◆ Directions for this task ◆
Your answer should be the lines of the material that include the word "anyhow".

◆ The records ◆

★ ★ ★ ★

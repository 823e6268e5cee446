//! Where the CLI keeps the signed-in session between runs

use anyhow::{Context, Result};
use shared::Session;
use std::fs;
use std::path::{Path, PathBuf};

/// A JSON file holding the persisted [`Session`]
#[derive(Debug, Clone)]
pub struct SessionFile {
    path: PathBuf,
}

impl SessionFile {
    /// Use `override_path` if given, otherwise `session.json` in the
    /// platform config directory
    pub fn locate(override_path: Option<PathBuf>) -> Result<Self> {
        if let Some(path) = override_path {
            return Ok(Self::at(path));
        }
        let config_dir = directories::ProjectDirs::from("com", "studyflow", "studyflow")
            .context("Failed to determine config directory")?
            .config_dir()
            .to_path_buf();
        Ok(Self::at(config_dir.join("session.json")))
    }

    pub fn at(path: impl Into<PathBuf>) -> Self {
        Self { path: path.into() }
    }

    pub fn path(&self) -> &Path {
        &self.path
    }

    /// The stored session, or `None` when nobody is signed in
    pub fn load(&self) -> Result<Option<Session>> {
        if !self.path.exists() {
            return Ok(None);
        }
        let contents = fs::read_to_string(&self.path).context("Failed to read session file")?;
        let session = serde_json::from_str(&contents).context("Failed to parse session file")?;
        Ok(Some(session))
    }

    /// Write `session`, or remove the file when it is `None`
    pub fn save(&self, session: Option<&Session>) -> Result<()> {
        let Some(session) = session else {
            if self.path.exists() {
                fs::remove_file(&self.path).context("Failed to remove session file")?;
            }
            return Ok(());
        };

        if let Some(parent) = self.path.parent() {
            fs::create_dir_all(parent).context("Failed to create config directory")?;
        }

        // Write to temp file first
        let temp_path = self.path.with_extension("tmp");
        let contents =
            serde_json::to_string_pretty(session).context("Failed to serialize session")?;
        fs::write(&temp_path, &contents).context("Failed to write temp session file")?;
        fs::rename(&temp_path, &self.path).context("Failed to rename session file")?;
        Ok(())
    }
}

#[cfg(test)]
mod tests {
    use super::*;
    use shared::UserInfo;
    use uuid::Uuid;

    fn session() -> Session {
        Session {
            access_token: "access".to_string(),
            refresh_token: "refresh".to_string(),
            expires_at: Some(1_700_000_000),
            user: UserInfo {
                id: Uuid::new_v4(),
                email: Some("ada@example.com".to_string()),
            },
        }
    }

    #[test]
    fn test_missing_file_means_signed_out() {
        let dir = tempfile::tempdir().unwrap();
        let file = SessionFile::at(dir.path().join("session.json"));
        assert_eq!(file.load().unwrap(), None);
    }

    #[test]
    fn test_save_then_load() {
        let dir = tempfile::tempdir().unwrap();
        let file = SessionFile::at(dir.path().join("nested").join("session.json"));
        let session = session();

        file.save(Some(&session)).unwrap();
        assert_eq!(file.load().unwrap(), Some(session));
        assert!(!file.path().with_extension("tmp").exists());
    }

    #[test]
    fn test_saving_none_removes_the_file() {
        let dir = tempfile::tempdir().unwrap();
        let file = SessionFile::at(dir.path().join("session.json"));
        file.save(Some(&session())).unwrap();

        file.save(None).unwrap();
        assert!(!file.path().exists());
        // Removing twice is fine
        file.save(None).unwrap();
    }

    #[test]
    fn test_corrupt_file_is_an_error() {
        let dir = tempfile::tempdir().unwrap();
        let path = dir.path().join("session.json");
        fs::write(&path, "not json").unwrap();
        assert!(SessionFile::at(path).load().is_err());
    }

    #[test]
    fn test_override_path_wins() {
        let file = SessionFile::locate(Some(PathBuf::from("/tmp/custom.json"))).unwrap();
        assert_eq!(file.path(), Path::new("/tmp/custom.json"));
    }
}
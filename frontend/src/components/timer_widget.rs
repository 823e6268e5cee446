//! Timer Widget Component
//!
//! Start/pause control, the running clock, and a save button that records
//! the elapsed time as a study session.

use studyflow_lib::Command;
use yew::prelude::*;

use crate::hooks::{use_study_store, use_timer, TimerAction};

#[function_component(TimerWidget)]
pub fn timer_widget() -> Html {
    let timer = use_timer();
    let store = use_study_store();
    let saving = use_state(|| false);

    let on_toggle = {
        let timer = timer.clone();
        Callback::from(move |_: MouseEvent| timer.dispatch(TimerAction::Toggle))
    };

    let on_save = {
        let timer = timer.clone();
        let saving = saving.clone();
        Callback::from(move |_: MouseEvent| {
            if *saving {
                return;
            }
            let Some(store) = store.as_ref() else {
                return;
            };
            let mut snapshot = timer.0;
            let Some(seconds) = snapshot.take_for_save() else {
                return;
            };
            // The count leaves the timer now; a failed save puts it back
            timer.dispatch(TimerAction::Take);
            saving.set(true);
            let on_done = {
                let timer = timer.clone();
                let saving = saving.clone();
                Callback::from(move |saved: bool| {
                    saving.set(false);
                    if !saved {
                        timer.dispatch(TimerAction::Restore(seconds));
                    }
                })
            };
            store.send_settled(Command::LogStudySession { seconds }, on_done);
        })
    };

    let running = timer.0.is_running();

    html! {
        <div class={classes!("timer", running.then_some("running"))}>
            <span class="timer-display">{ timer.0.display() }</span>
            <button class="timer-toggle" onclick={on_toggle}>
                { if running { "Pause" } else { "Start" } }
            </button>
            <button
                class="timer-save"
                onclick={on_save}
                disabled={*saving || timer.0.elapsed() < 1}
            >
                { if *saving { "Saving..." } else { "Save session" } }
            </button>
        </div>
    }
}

★ ★ ★ ★

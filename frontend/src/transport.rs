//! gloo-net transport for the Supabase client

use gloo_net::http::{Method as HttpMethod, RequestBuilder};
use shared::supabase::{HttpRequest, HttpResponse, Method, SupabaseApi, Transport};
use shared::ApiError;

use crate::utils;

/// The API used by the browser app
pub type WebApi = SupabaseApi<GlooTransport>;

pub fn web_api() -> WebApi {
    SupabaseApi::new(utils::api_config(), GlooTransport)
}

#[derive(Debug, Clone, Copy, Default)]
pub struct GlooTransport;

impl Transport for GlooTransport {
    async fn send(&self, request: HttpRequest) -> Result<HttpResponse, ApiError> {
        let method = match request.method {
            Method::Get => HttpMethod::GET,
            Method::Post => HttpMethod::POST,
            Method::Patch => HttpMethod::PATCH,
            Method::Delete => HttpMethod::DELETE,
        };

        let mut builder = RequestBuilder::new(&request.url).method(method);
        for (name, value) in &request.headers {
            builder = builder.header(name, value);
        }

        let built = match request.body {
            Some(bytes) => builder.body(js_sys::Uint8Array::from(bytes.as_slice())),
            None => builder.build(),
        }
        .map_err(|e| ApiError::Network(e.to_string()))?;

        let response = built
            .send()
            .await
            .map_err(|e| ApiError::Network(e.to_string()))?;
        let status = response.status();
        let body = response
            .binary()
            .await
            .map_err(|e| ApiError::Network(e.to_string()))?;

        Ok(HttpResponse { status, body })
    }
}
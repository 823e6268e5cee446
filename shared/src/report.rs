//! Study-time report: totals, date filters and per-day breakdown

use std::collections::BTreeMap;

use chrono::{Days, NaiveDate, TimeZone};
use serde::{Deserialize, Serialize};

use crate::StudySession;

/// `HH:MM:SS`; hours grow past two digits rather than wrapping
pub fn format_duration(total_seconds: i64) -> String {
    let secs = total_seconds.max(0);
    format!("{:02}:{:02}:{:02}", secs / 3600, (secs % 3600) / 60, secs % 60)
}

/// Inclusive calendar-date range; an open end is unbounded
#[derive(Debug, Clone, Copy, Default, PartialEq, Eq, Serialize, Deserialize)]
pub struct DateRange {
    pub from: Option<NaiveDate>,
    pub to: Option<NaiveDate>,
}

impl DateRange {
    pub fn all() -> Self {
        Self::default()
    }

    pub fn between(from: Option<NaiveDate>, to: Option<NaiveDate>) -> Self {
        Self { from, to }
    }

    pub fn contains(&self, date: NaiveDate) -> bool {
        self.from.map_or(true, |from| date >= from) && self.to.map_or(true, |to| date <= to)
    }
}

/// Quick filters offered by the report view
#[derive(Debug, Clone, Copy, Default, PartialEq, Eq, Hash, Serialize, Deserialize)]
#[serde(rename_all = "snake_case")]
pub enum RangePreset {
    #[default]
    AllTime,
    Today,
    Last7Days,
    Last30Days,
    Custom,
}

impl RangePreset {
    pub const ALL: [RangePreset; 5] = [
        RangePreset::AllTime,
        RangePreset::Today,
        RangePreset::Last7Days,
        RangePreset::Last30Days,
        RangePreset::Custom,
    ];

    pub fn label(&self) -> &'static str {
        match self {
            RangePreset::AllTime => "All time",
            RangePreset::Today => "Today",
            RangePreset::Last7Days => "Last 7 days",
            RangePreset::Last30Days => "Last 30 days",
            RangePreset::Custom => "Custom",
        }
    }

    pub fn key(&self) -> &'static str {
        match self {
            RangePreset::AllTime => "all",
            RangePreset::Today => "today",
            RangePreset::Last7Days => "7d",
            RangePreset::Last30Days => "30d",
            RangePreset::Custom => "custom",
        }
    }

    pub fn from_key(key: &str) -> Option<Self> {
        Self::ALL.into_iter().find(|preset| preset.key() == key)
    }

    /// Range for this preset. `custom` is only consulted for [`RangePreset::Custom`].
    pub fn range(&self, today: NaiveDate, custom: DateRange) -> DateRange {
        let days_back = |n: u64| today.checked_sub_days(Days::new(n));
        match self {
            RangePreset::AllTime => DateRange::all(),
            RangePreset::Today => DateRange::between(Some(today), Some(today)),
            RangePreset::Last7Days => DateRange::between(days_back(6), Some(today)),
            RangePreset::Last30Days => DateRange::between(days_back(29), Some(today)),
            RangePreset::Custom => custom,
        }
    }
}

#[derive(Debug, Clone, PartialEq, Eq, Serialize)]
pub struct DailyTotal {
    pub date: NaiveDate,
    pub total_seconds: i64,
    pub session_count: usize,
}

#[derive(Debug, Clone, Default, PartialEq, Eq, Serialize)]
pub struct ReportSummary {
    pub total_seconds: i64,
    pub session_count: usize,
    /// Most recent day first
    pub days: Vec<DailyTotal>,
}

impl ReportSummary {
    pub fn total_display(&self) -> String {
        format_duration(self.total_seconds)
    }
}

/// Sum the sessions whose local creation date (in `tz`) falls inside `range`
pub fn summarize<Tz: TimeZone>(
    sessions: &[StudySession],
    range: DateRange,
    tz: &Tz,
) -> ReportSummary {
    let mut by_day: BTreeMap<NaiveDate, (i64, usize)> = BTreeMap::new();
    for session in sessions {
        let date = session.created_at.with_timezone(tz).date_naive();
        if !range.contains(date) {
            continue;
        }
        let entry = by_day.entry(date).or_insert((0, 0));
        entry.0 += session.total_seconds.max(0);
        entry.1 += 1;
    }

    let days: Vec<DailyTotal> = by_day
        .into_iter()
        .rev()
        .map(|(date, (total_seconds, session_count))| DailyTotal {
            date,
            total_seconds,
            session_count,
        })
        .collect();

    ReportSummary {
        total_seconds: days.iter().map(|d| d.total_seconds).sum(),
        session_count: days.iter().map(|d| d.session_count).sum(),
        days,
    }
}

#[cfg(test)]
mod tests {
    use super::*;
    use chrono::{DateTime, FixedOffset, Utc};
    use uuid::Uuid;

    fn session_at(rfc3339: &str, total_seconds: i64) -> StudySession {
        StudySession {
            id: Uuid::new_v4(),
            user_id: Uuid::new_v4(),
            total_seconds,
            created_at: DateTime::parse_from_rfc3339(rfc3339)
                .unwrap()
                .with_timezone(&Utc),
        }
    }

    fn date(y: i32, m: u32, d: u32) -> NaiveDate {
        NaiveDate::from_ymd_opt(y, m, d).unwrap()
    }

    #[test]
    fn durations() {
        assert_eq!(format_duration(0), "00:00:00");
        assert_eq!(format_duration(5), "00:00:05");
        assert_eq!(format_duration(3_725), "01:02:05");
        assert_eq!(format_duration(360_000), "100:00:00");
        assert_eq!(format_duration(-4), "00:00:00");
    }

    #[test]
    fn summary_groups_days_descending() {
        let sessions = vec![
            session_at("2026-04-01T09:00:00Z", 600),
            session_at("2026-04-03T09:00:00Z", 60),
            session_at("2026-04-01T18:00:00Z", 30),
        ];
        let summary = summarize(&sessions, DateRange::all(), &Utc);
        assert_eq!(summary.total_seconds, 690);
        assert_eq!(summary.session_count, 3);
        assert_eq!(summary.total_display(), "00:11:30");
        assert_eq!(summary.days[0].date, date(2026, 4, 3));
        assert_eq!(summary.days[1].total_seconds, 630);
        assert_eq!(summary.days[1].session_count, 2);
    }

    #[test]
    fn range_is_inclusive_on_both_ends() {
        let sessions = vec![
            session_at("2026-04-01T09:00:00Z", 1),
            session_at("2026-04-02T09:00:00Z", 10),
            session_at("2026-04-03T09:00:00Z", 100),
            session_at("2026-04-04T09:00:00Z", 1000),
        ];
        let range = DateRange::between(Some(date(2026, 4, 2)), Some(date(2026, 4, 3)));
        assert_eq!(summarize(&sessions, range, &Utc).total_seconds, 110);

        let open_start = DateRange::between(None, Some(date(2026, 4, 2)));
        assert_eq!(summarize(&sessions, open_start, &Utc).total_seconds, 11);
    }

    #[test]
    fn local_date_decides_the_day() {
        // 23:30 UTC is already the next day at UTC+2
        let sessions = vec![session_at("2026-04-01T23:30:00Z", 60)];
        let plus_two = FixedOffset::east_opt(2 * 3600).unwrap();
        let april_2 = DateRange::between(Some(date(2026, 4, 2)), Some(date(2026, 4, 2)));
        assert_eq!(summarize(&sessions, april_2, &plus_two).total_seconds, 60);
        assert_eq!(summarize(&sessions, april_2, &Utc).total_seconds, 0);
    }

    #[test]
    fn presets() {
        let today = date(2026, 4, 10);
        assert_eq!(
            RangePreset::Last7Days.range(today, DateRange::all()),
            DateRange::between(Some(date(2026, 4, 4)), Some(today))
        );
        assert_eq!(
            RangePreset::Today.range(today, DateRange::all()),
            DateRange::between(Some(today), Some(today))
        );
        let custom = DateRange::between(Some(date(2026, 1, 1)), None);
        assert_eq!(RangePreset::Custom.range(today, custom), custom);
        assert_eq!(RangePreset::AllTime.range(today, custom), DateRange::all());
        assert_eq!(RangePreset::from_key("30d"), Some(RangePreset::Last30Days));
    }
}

★ ★ ★ ★

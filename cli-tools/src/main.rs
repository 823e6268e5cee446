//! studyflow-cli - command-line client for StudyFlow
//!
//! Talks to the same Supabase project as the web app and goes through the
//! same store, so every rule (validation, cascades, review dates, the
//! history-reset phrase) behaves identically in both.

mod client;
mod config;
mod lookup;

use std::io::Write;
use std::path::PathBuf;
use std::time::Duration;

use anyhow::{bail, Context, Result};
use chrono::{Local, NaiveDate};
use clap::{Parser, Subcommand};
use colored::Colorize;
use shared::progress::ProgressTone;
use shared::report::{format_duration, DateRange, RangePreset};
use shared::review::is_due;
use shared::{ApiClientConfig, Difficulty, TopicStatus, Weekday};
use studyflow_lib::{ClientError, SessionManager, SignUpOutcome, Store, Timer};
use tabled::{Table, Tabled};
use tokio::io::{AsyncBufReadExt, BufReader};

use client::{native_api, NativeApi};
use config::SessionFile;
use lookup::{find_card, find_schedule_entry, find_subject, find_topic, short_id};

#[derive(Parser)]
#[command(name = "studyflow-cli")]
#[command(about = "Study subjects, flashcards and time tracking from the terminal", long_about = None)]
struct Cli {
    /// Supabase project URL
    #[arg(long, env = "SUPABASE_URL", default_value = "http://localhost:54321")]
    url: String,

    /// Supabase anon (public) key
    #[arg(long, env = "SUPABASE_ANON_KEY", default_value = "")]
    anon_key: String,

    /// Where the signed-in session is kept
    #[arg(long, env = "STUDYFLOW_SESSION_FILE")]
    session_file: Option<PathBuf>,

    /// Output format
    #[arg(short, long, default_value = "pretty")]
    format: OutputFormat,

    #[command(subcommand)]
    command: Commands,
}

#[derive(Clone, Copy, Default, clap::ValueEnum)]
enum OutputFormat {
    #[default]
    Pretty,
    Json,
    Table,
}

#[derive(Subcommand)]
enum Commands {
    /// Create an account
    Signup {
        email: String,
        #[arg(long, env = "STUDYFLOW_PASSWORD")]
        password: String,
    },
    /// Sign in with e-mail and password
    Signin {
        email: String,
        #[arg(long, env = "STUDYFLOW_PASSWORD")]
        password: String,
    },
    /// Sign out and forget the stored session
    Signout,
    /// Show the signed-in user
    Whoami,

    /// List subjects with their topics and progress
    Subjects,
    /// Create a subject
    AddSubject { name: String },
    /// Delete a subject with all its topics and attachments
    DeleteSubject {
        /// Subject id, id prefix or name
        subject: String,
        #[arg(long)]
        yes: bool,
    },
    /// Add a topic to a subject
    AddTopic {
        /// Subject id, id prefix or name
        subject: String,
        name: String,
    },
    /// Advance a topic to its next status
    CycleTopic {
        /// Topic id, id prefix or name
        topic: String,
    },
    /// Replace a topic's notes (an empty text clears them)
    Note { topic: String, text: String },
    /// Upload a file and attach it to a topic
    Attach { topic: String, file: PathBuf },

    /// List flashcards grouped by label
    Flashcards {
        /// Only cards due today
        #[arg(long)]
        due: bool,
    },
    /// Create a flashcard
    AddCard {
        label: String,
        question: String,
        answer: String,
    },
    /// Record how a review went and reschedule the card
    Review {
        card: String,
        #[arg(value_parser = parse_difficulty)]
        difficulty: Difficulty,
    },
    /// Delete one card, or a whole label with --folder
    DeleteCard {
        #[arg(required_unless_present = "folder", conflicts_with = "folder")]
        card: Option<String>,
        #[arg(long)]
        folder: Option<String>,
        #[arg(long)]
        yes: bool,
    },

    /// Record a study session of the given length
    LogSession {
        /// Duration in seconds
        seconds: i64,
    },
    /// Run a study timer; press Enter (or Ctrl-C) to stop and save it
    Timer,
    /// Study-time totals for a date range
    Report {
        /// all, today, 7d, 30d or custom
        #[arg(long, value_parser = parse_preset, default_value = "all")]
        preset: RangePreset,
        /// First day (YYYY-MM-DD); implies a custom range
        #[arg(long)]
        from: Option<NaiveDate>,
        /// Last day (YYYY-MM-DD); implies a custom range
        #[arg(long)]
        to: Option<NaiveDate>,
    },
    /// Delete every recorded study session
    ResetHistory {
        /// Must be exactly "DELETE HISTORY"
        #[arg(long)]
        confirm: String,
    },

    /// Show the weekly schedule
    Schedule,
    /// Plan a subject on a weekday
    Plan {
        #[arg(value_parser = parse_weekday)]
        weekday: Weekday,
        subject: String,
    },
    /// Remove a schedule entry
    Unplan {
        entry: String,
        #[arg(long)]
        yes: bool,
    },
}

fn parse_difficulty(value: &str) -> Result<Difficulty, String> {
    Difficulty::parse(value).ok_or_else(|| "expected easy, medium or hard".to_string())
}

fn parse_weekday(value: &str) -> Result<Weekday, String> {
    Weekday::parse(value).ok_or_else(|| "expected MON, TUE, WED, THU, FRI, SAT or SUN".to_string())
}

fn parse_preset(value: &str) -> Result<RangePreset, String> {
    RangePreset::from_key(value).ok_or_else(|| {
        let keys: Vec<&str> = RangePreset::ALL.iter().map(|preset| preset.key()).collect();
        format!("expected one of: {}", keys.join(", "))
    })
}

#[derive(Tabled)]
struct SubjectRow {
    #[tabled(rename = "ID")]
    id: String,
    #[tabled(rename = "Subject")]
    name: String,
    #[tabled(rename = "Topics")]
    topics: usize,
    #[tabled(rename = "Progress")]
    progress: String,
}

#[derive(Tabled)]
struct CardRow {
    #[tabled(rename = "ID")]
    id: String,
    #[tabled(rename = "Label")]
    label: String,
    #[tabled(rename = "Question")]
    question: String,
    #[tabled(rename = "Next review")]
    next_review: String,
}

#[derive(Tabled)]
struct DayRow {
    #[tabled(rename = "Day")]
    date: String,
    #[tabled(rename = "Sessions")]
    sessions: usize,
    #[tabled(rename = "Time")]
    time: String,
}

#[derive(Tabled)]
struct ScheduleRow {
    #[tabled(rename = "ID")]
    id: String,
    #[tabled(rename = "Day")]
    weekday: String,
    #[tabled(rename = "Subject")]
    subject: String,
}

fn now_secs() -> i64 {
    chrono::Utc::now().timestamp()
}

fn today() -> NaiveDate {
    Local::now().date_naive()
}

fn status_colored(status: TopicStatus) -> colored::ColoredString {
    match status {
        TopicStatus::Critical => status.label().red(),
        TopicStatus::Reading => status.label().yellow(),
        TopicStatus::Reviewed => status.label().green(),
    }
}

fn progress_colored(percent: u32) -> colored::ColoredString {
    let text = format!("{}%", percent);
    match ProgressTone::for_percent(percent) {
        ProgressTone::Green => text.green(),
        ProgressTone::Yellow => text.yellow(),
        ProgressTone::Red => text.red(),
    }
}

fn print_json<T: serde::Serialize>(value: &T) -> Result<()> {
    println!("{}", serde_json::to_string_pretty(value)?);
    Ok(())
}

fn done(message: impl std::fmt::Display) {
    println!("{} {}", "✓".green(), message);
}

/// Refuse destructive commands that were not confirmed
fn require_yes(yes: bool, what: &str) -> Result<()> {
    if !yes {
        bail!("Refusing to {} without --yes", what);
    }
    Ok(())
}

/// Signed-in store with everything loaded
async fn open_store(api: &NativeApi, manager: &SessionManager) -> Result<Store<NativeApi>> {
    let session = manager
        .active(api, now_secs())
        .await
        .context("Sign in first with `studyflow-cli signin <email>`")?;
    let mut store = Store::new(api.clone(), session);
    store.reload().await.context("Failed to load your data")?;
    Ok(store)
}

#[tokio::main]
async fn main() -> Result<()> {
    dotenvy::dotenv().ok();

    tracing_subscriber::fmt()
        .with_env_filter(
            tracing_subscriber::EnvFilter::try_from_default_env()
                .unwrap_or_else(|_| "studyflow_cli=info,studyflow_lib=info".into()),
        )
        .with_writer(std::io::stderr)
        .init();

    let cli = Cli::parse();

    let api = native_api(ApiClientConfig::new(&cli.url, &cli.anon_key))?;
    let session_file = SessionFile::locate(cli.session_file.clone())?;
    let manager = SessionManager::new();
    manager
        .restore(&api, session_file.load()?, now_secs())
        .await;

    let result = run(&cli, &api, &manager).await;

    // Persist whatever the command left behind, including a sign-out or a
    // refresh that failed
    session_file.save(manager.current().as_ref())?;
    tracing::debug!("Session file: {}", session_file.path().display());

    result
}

★ ★ ★ ★

◆ Expected output ◆
use anyhow::{Context, Result};
use anyhow::{bail, Context, Result};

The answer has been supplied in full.